Jan 22 2020

Les cabinets belges pointés par le Conseil de l’Europe

Le Groupe d’États contre la corruption (GRECO) du Conseil de l’Europe publie aujourd’hui son rapport d’évaluation du 5e cycle sur la Belgique. Ce cycle porte sur la prévention de la corruption et la promotion de l’intégrité au sein des gouvernements centraux (hautes fonctions de l’exécutif).
Le GRECO appelle la Belgique à renforcer la transparence, l’intégrité et la responsabilité dans la vie publique, en particulier s’agissant des ministres et des membres de leurs cabinets.
Il n’y a pour ainsi dire pas de politique d’intégrité ni de cadre déontologique applicable aux ministres. L’engagement et la rémunération des membres de leurs cabinets se fait à leur entière discrétion. Il y a très peu de règles sur les incompatibilités et les activités accessoires, les conflits d’intérêts, les cadeaux et aucune sur les relations avec les tiers, le pantouflage etc.

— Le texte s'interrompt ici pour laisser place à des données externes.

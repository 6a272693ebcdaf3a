use crate::core::errors::ExchangeError;
use futures_util::stream::{SplitSink, SplitStream};
use futures_util::{SinkExt, StreamExt};
use std::time::Duration;
use tokio::net::TcpStream;
use tokio::sync::Mutex;
use tokio::time::timeout;
use tokio_tungstenite::tungstenite::Message;
use tokio_tungstenite::{connect_async, MaybeTlsStream, WebSocketStream};
use tokio_util::sync::CancellationToken;
use tracing::{debug, instrument, trace, warn};

type WsStream = WebSocketStream<MaybeTlsStream<TcpStream>>;

/// WebSocket transport configuration
#[derive(Debug, Clone)]
pub struct WsConfig {
    /// Dial timeout in milliseconds
    pub connect_timeout_ms: u64,
    /// Read deadline, refreshed by every inbound frame including pongs
    pub read_timeout_ms: u64,
    /// Deadline for a single outbound frame
    pub write_timeout_ms: u64,
    /// Keep-alive period; 0 disables the keep-alive task
    pub heartbeat_interval_ms: u64,
    /// Capacity of each per-topic channel and of the fallback channel
    pub channel_capacity: usize,
    /// First reconnect delay
    pub reconnect_delay_ms: u64,
    /// Reconnect delay ceiling
    pub reconnect_delay_max_ms: u64,
    /// Random extra delay added to each reconnect wait
    pub reconnect_jitter_ms: u64,
    /// `None` retries forever
    pub max_reconnect_attempts: Option<u32>,
}

impl Default for WsConfig {
    fn default() -> Self {
        Self {
            connect_timeout_ms: 10_000,
            read_timeout_ms: 30_000,
            write_timeout_ms: 30_000,
            heartbeat_interval_ms: 15_000,
            channel_capacity: 100,
            reconnect_delay_ms: 1_000,
            reconnect_delay_max_ms: 30_000,
            reconnect_jitter_ms: 0,
            max_reconnect_attempts: None,
        }
    }
}

impl WsConfig {
    pub fn with_heartbeat_interval(mut self, interval: Duration) -> Self {
        self.heartbeat_interval_ms = interval.as_millis() as u64;
        self
    }

    pub fn with_read_timeout(mut self, deadline: Duration) -> Self {
        self.read_timeout_ms = deadline.as_millis() as u64;
        self
    }

    pub fn with_write_timeout(mut self, deadline: Duration) -> Self {
        self.write_timeout_ms = deadline.as_millis() as u64;
        self
    }

    pub fn with_connect_timeout(mut self, deadline: Duration) -> Self {
        self.connect_timeout_ms = deadline.as_millis() as u64;
        self
    }

    pub fn with_channel_capacity(mut self, capacity: usize) -> Self {
        self.channel_capacity = capacity;
        self
    }

    pub fn with_reconnect_delay(mut self, base: Duration, cap: Duration) -> Self {
        self.reconnect_delay_ms = base.as_millis() as u64;
        self.reconnect_delay_max_ms = cap.as_millis() as u64;
        self
    }

    pub fn with_reconnect_jitter(mut self, jitter: Duration) -> Self {
        self.reconnect_jitter_ms = jitter.as_millis() as u64;
        self
    }

    pub fn with_max_reconnect_attempts(mut self, attempts: Option<u32>) -> Self {
        self.max_reconnect_attempts = attempts;
        self
    }

    pub(crate) fn connect_timeout(&self) -> Duration {
        Duration::from_millis(self.connect_timeout_ms)
    }

    pub(crate) fn read_timeout(&self) -> Duration {
        Duration::from_millis(self.read_timeout_ms)
    }

    pub(crate) fn write_timeout(&self) -> Duration {
        Duration::from_millis(self.write_timeout_ms)
    }
}

/// How a venue wants to be kept alive
#[derive(Debug, Clone, PartialEq, Eq)]
pub enum Heartbeat {
    Disabled,
    /// WebSocket ping control frames
    ProtocolPing,
    /// An application-level text frame, e.g. `ping` or `{"op":"ping"}`
    Text(String),
}

/// One physical socket
///
/// Reads and writes are split so the reader never waits on a writer. All
/// outbound frames, pings and pong replies included, go through one writer
/// lock. `abort` wakes a blocked reader immediately.
pub struct Connection {
    writer: Mutex<SplitSink<WsStream, Message>>,
    reader: Mutex<SplitStream<WsStream>>,
    aborted: CancellationToken,
    read_timeout: Duration,
    write_timeout: Duration,
}

impl std::fmt::Debug for Connection {
    fn fmt(&self, f: &mut std::fmt::Formatter<'_>) -> std::fmt::Result {
        f.debug_struct("Connection")
            .field("aborted", &self.aborted.is_cancelled())
            .field("read_timeout", &self.read_timeout)
            .field("write_timeout", &self.write_timeout)
            .finish_non_exhaustive()
    }
}

impl Connection {
    #[instrument(skip(config), fields(url = %url))]
    pub async fn dial(url: &str, config: &WsConfig) -> Result<Self, ExchangeError> {
        let (stream, _) = timeout(config.connect_timeout(), connect_async(url))
            .await
            .map_err(|_| {
                ExchangeError::ConnectionTimeout("WebSocket connection timeout".to_string())
            })??;
        debug!("dialed");

        let (writer, reader) = stream.split();
        Ok(Self {
            writer: Mutex::new(writer),
            reader: Mutex::new(reader),
            aborted: CancellationToken::new(),
            read_timeout: config.read_timeout(),
            write_timeout: config.write_timeout(),
        })
    }

    pub fn is_aborted(&self) -> bool {
        self.aborted.is_cancelled()
    }

    /// Send one frame under the writer lock with the write deadline
    pub async fn write(&self, message: Message) -> Result<(), ExchangeError> {
        if self.is_aborted() {
            return Err(ExchangeError::TransportError(
                "WebSocket connection aborted".to_string(),
            ));
        }

        let mut writer = self.writer.lock().await;
        let result = match timeout(self.write_timeout, writer.send(message)).await {
            Ok(Ok(())) => Ok(()),
            Ok(Err(e)) => Err(ExchangeError::from(e)),
            Err(_) => Err(ExchangeError::ConnectionTimeout(
                "WebSocket write deadline exceeded".to_string(),
            )),
        };
        drop(writer);

        if result.is_err() {
            self.abort();
        }
        result
    }

    /// Next data frame
    ///
    /// Pings are answered, pongs only refresh the deadline. A close frame, a
    /// missed deadline, an I/O error or `abort` end the connection.
    pub async fn read_next(&self) -> Result<Message, ExchangeError> {
        let mut reader = self.reader.lock().await;
        loop {
            let frame = tokio::select! {
                () = self.aborted.cancelled() => {
                    return Err(ExchangeError::TransportError(
                        "WebSocket connection aborted".to_string(),
                    ));
                }
                frame = timeout(self.read_timeout, reader.next()) => frame,
            };

            let message = match frame {
                Err(_) => {
                    return Err(ExchangeError::ConnectionTimeout(
                        "WebSocket read deadline exceeded".to_string(),
                    ))
                }
                Ok(None) => {
                    return Err(ExchangeError::TransportError(
                        "WebSocket stream ended".to_string(),
                    ))
                }
                Ok(Some(Err(e))) => return Err(e.into()),
                Ok(Some(Ok(message))) => message,
            };

            match message {
                Message::Ping(data) => {
                    trace!("ping received");
                    if let Err(e) = self.write(Message::Pong(data)).await {
                        warn!("Failed to send pong response: {}", e);
                    }
                }
                Message::Pong(_) => trace!("pong received"),
                Message::Close(frame) => {
                    debug!(?frame, "close frame received");
                    return Err(ExchangeError::TransportError(
                        "WebSocket closed by peer".to_string(),
                    ));
                }
                Message::Frame(_) => {}
                data => return Ok(data),
            }
        }
    }

    pub async fn ping(&self, heartbeat: &Heartbeat) -> Result<(), ExchangeError> {
        match heartbeat {
            Heartbeat::Disabled => Ok(()),
            Heartbeat::ProtocolPing => self.write(Message::Ping(Vec::new())).await,
            Heartbeat::Text(text) => self.write(Message::Text(text.clone())).await,
        }
    }

    /// Mark the connection dead and wake its reader
    pub fn abort(&self) {
        self.aborted.cancel();
    }

    /// Abort and send a close frame; safe to call more than once
    pub async fn close(&self) {
        self.abort();
        let mut writer = self.writer.lock().await;
        if let Ok(Err(e)) = timeout(self.write_timeout, writer.close()).await {
            trace!("close after close: {}", e);
        }
    }
}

Des efforts soutenus devront donc être menés pour encadrer les conditions de recrutement et d’emploi des membres des cabinets et rendre leur activité plus transparente, ainsi que pour doter l’ensemble des hauts responsables de l’exécutif d’un cadre déontologique adéquat, associé à un mécanisme de mise en œuvre et à des activités de sensibilisation. Les améliorations du régime de déclaration des mandats engagées à la suite de l’évaluation précédente du GRECO doivent se poursuivre, ce qui passe notamment par une publication en temps plus opportun et un contrôle effectif des déclarations.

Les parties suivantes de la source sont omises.